*** Dataset records Section Begins ***

use tracing::{info, warn};

use crate::config::{CoreConfig, IngestOptions};
use crate::error::{ExportError, Result};
use crate::ingest::{ingest_messages, normalize_contacts, prune_conversations};
use crate::models::{Contact, Contacts, Conversations};
use crate::store::{SecretSource, Session};

/// Normalized, filtered contents of one store
#[derive(Debug, Clone)]
pub struct Archive {
    pub conversations: Conversations,
    pub contacts: Contacts,
    /// Service id of the account the store belongs to
    pub owner_service_id: Option<String>,
}

impl Archive {
    /// The store owner's contact, if both the identity and its contact exist
    pub fn owner(&self) -> Option<&Contact> {
        self.owner_service_id
            .as_deref()
            .and_then(|sid| self.contacts.find_by_service_id(sid))
    }
}

fn read_archive(session: &Session, options: &IngestOptions) -> Result<Archive> {
    let (contacts, mut conversations) =
        session.conversation_rows(|rows| normalize_contacts(rows, &options.chats))?;
    let unmatched = options.chats.unmatched(&contacts);
    if !unmatched.is_empty() {
        return Err(ExportError::config(format!(
            "no chat named {}",
            unmatched.join(", ")
        )));
    }
    info!(
        contacts = contacts.len(),
        retained = conversations.len(),
        "loaded conversations"
    );

    session.message_rows(|rows| {
        ingest_messages(rows, &mut conversations, options.include_disappearing)
    })?;

    let owner_service_id = session.owner_service_id()?;

    Ok(Archive {
        conversations,
        contacts,
        owner_service_id,
    })
}

/// Open the store, ingest it, and release the handle before pruning.
///
/// Any failure aborts the whole run; there is no partial result.
pub fn fetch_archive(
    config: &CoreConfig,
    secret: SecretSource<'_>,
    options: &IngestOptions,
) -> Result<Archive> {
    let db_path = config.db_path();
    info!(path = %db_path.display(), "fetching data");

    let session = Session::open(&db_path, secret)?;
    let archive = match read_archive(&session, options) {
        Ok(archive) => archive,
        Err(e) => {
            if let Err(close_err) = session.close() {
                warn!(error = %close_err, "failed to close store after ingestion error");
            }
            return Err(e);
        }
    };
    session.close()?;

    let conversations = prune_conversations(archive.conversations, options.include_empty);
    Ok(Archive {
        conversations,
        ..archive
    })
}

#[cfg(test)]
mod tests {
    use super::*;
    use crate::config::ChatFilter;
    use crate::store::fixtures::{FixtureMessage, FixtureStore, TEST_KEY};
    use crate::store::ConfigFileKeyResolver;

    const WRONG_KEY: &str = "ffeeddccbbaa99887766554433221100ffeeddccbbaa99887766554433221100";

    fn sample_store() -> FixtureStore {
        let store = FixtureStore::new();
        store.add_person("conv-o", "sid-o", Some("Me"), Some("Me Myself"));
        store.add_person("conv-a", "sid-a", None, Some("Ann"));
        store.add_person("conv-b", "sid-b", Some("Ben"), None);
        store.add_group("conv-g", "Hikers", &["sid-o", "sid-a", "sid-b"]);
        store.set_owner("sid-o");

        store.add_message(FixtureMessage::text("m3", "conv-a", 30));
        store.add_message(FixtureMessage::text("m1", "conv-a", 10));
        store.add_message(FixtureMessage::text("m2", "conv-g", 20));
        store.add_message(FixtureMessage {
            kind: Some("keychange"),
            ..FixtureMessage::text("m4", "conv-a", 40)
        });
        store.add_message(FixtureMessage {
            expire_timer: Some(86400),
            ..FixtureMessage::text("m5", "conv-g", 50)
        });
        store.add_message(FixtureMessage::text("m6", "conv-unknown", 60));
        store
    }

    fn raw() -> SecretSource<'static> {
        SecretSource::Raw(TEST_KEY.to_string())
    }

    #[test]
    fn test_fetch_archive_end_to_end() {
        let store = sample_store();
        let archive = fetch_archive(&store.config(), raw(), &IngestOptions::default()).unwrap();

        assert_eq!(archive.contacts.len(), 4);
        assert_eq!(archive.contacts.get("conv-a").unwrap().name.as_deref(), Some("Ann"));
        assert!(archive.contacts.get("conv-g").unwrap().is_group);

        // conv-o and conv-b have no messages and are pruned
        assert_eq!(archive.conversations.len(), 2);
        let ids: Vec<&str> = archive.conversations["conv-a"].iter().map(|m| m.id.as_str()).collect();
        assert_eq!(ids, vec!["m1", "m3"]);
        let ids: Vec<&str> = archive.conversations["conv-g"].iter().map(|m| m.id.as_str()).collect();
        assert_eq!(ids, vec!["m2"]);

        assert_eq!(archive.owner().unwrap().id, "conv-o");
    }

    #[test]
    fn test_fetch_archive_options() {
        let store = sample_store();
        let options = IngestOptions {
            chats: ChatFilter::parse("Hikers,Ben"),
            include_empty: true,
            include_disappearing: true,
        };
        let archive = fetch_archive(&store.config(), raw(), &options).unwrap();

        assert_eq!(archive.conversations.len(), 2);
        assert!(archive.conversations["conv-b"].is_empty());
        let ids: Vec<&str> = archive.conversations["conv-g"].iter().map(|m| m.id.as_str()).collect();
        assert_eq!(ids, vec!["m2", "m5"]);
        assert!(!archive.conversations.contains_key("conv-a"));
    }

    #[test]
    fn test_chat_filter_without_match_is_configuration_error() {
        let store = sample_store();
        let options = IngestOptions {
            chats: ChatFilter::parse("Ann,Nobody"),
            ..Default::default()
        };

        match fetch_archive(&store.config(), raw(), &options) {
            Err(ExportError::Configuration { message }) => {
                assert!(message.contains("Nobody"));
                assert!(!message.contains("Ann"));
            }
            other => panic!("Expected Configuration, got {:?}", other.map(|a| a.contacts.len())),
        }
    }

    #[test]
    fn test_attachment_with_unusual_fields_is_ingested() {
        let store = sample_store();
        store.add_message(FixtureMessage {
            payload: Some(r#"{"attachments": [{"size": 1024.5, "width": 640, "cdnKey": "k"}]}"#),
            ..FixtureMessage::text("m7", "conv-a", 70)
        });

        let archive = fetch_archive(&store.config(), raw(), &IngestOptions::default()).unwrap();
        let message = archive.conversations["conv-a"].last().unwrap();
        assert_eq!(message.id, "m7");
        assert_eq!(message.attachments[0].size, Some(1024));
        assert_eq!(message.attachments[0].extra["width"], 640);
    }

    #[test]
    fn test_store_without_items_table() {
        let store = sample_store();
        store.drop_table("items");

        let archive = fetch_archive(&store.config(), raw(), &IngestOptions::default()).unwrap();
        assert!(archive.owner_service_id.is_none());
        assert_eq!(archive.conversations.len(), 2);
    }

    #[test]
    fn test_fetch_archive_with_key_delegate() {
        let store = sample_store();
        let source = SecretSource::Delegate {
            resolver: &ConfigFileKeyResolver,
            source_dir: store.dir.path().to_path_buf(),
            password: None,
        };
        let archive = fetch_archive(&store.config(), source, &IngestOptions::default()).unwrap();
        assert_eq!(archive.conversations.len(), 2);
    }

    #[test]
    fn test_wrong_key_fails_on_first_query() {
        let store = sample_store();
        store.write_config_key(WRONG_KEY);
        let source = SecretSource::Delegate {
            resolver: &ConfigFileKeyResolver,
            source_dir: store.dir.path().to_path_buf(),
            password: None,
        };

        let err = fetch_archive(&store.config(), source, &IngestOptions::default()).unwrap_err();
        assert!(matches!(err, ExportError::StoreAccess { .. }));
        assert!(!err.to_string().contains(WRONG_KEY));
    }

    #[test]
    fn test_invalid_raw_key() {
        let store = sample_store();
        let err = fetch_archive(
            &store.config(),
            SecretSource::Raw("hunter2".to_string()),
            &IngestOptions::default(),
        )
        .unwrap_err();
        assert!(matches!(err, ExportError::SecretResolution { .. }));
        assert!(!err.to_string().contains("hunter2"));
    }

    #[test]
    fn test_malformed_payload_aborts() {
        let store = sample_store();
        store.add_message(FixtureMessage {
            payload: Some("{broken"),
            ..FixtureMessage::text("m-bad", "conv-a", 70)
        });

        match fetch_archive(&store.config(), raw(), &IngestOptions::default()) {
            Err(ExportError::MalformedRow { message_id, .. }) => assert_eq!(message_id, "m-bad"),
            other => panic!("Expected MalformedRow, got {:?}", other.map(|a| a.contacts.len())),
        }
    }

    #[test]
    fn test_missing_store_is_not_created() {
        let dir = tempfile::tempdir().unwrap();
        let config = CoreConfig::new(dir.path());
        let err = fetch_archive(&config, raw(), &IngestOptions::default()).unwrap_err();
        assert!(matches!(err, ExportError::StoreAccess { .. }));
        assert!(!config.db_path().exists());
    }

    #[test]
    fn test_missing_owner_item() {
        let store = FixtureStore::new();
        store.add_person("conv-a", "sid-a", Some("Ann"), None);
        let archive = fetch_archive(&store.config(), raw(), &IngestOptions::default()).unwrap();
        assert!(archive.owner_service_id.is_none());
        assert!(archive.owner().is_none());
        assert!(archive.conversations.is_empty());
    }
}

*** Dataset records Section Ends ***

What the task asks: Lines with the word "MalformedRow" in them should be copied from the preceding records.

Response:
            Err(ExportError::MalformedRow { message_id, .. }) => assert_eq!(message_id, "m-bad"),
            other => panic!("Expected MalformedRow, got {:?}", other.map(|a| a.contacts.len())),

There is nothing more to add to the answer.